Exercise requirements:
Which lines of the listing hold the string "HeaderMap"? Show each of them.
================
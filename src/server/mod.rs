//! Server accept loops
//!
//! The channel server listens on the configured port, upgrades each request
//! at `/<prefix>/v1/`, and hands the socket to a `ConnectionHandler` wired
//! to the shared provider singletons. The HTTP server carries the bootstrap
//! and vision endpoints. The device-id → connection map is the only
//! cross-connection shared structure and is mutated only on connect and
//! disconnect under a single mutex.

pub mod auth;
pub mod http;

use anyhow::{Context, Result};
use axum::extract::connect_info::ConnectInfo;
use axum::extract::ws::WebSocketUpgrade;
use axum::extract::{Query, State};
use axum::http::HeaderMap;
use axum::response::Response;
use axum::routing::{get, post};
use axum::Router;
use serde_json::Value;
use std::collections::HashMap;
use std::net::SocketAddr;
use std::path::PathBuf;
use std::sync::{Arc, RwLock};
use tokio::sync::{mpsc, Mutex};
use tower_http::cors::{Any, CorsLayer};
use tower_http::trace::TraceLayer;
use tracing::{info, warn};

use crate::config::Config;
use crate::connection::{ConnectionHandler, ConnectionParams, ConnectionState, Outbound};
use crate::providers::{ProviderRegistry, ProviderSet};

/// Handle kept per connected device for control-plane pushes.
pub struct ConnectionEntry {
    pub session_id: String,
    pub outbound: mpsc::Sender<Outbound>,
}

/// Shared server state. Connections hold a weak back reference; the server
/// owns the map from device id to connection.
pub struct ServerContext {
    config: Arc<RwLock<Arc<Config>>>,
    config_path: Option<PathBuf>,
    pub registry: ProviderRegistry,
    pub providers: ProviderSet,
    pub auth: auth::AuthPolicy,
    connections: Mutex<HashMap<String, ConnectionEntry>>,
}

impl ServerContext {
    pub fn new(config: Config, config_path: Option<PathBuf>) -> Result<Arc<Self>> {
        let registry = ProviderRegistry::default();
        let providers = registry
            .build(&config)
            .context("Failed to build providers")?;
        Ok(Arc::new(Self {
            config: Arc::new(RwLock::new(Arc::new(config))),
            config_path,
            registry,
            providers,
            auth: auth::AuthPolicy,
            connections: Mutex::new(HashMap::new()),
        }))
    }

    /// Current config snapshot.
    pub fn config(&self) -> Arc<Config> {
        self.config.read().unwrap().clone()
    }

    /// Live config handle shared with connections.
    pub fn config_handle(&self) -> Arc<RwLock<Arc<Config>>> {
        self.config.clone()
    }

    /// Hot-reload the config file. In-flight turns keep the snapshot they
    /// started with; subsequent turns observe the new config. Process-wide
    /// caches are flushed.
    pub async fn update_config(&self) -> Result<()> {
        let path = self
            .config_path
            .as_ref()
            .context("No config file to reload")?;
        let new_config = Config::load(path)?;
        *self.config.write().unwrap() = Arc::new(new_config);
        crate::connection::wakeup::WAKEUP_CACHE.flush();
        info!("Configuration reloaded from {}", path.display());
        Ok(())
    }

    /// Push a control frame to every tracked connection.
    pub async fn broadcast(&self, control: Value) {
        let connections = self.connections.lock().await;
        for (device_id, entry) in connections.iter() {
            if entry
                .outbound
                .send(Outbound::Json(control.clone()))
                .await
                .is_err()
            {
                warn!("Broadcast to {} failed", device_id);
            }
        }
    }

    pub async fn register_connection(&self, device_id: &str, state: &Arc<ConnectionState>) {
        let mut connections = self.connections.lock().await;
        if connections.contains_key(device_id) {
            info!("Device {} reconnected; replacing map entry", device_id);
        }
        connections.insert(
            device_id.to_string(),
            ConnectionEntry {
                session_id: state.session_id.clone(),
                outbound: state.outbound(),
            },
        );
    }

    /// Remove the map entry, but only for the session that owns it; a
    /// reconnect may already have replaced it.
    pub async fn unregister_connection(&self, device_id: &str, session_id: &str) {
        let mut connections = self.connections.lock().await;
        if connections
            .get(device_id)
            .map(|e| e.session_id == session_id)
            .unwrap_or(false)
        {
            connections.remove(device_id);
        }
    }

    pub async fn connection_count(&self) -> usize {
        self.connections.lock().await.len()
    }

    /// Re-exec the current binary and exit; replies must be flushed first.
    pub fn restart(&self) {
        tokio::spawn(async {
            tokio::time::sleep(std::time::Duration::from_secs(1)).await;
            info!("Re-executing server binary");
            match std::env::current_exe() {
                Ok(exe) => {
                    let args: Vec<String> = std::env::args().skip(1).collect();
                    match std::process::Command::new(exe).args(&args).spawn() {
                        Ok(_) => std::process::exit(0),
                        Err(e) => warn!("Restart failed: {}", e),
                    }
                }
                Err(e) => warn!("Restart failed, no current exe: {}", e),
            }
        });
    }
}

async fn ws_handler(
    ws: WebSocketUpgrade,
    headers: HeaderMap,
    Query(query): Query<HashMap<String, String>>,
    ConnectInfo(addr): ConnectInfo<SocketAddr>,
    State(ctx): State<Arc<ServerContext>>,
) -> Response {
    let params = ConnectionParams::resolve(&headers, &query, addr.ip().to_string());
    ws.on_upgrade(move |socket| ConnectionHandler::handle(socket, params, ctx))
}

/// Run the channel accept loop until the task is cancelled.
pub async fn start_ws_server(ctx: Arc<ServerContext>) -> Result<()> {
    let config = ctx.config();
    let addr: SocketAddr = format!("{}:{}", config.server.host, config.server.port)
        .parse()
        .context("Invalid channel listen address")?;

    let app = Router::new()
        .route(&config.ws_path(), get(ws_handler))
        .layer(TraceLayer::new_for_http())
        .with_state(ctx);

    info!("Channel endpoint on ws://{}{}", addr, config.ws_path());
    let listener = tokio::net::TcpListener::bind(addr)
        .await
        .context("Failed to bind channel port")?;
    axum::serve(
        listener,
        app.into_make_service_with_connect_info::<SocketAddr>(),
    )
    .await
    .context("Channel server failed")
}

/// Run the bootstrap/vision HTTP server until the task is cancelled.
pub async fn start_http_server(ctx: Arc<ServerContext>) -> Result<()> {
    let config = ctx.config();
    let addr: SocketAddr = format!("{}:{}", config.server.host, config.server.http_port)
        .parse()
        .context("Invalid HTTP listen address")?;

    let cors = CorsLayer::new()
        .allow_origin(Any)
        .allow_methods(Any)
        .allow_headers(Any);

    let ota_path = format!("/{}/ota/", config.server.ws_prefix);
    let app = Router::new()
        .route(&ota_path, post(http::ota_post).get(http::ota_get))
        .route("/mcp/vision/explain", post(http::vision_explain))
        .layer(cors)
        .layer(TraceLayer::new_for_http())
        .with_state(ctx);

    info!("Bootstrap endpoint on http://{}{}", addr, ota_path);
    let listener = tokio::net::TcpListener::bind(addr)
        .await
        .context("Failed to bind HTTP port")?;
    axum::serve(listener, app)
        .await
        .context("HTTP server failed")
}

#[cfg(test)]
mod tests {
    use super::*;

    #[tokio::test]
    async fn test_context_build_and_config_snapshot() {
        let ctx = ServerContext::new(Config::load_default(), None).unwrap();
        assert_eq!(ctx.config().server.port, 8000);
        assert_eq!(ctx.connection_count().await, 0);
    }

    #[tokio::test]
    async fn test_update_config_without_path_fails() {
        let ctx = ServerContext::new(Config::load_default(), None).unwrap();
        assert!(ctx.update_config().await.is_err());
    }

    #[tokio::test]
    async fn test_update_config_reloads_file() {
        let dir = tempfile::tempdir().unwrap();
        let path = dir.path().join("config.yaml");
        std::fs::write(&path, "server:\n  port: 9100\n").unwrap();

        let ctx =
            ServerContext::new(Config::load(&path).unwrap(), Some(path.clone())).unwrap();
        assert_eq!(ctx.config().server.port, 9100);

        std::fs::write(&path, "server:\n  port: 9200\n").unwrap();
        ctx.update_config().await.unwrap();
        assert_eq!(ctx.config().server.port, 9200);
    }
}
================
Response box:
use axum::http::HeaderMap;
    headers: HeaderMap,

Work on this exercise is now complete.